#### ACTIVITY:
From the listing below, copy each line where "Uuid" occurs.

───

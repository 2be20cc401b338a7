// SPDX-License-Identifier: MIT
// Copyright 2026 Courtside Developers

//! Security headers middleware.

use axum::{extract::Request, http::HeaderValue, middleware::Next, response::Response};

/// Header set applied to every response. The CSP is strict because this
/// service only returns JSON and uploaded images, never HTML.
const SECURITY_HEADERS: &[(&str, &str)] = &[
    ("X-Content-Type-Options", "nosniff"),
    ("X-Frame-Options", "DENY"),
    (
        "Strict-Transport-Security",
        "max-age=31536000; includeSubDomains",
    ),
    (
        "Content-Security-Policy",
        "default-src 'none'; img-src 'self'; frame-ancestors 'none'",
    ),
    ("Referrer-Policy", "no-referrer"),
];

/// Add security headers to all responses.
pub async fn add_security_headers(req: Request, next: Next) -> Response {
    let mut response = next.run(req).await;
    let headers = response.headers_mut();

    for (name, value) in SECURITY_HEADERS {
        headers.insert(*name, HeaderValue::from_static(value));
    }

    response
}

───

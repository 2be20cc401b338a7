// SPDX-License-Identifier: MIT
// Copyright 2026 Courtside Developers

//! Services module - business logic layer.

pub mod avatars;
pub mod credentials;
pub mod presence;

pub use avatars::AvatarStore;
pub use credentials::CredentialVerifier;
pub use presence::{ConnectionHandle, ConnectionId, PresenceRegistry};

───

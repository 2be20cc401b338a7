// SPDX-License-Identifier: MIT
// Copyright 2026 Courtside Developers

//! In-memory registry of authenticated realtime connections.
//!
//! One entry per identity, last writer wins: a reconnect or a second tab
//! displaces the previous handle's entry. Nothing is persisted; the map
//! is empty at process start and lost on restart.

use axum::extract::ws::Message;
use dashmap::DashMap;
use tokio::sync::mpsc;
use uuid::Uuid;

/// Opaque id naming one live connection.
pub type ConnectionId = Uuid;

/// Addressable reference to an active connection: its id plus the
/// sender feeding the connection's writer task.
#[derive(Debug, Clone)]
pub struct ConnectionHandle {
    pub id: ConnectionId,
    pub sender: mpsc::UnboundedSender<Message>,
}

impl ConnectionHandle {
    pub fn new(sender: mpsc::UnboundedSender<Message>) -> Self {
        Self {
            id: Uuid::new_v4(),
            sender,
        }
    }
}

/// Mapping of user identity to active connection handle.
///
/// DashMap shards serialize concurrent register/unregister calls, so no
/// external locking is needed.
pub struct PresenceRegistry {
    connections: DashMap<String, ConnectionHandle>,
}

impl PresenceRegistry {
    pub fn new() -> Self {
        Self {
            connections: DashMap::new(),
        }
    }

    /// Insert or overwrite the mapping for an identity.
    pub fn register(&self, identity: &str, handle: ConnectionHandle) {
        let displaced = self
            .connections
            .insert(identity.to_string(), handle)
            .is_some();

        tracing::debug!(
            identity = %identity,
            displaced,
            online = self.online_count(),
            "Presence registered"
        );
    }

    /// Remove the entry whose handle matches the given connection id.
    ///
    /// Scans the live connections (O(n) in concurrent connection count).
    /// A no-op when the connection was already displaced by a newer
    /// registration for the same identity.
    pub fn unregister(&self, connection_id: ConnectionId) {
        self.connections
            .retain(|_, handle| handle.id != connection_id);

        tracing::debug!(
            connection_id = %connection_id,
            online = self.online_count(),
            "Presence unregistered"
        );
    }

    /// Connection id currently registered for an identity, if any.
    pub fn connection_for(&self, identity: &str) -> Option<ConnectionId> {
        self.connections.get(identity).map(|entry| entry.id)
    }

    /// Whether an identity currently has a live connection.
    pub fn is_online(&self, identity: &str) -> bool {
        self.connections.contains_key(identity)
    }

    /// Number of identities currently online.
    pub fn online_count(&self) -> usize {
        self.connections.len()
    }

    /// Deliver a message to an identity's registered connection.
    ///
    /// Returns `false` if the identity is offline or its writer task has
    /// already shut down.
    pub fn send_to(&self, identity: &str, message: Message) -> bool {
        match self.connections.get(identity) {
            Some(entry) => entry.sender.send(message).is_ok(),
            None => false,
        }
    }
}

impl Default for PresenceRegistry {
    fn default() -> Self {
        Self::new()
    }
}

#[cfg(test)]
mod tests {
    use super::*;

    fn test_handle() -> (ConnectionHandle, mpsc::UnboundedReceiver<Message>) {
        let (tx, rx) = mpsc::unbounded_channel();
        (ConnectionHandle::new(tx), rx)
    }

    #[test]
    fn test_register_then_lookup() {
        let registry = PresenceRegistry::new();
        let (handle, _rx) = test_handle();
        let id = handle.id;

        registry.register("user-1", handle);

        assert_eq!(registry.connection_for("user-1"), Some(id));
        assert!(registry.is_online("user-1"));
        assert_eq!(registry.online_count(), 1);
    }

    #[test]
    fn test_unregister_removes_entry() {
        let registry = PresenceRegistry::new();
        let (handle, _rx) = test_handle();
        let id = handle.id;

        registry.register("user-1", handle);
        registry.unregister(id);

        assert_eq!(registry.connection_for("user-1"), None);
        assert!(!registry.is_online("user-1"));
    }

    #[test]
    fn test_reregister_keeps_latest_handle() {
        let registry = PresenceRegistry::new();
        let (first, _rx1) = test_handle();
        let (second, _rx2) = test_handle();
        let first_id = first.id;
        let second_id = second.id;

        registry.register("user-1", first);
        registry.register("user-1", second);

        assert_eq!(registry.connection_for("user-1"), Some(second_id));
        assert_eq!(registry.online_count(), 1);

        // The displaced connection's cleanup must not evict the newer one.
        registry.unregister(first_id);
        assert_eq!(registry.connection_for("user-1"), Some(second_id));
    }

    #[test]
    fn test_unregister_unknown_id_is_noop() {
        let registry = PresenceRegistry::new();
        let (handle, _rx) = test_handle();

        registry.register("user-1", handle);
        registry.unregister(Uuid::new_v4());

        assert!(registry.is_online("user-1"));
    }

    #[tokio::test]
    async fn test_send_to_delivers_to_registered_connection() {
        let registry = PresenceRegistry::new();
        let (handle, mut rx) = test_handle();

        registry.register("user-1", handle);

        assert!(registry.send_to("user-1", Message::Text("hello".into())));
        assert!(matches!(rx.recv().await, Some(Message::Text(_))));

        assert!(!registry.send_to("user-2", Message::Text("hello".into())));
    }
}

───

#### WRITTEN SOLUTION:
use uuid::Uuid;
pub type ConnectionId = Uuid;
            id: Uuid::new_v4(),
        registry.unregister(Uuid::new_v4());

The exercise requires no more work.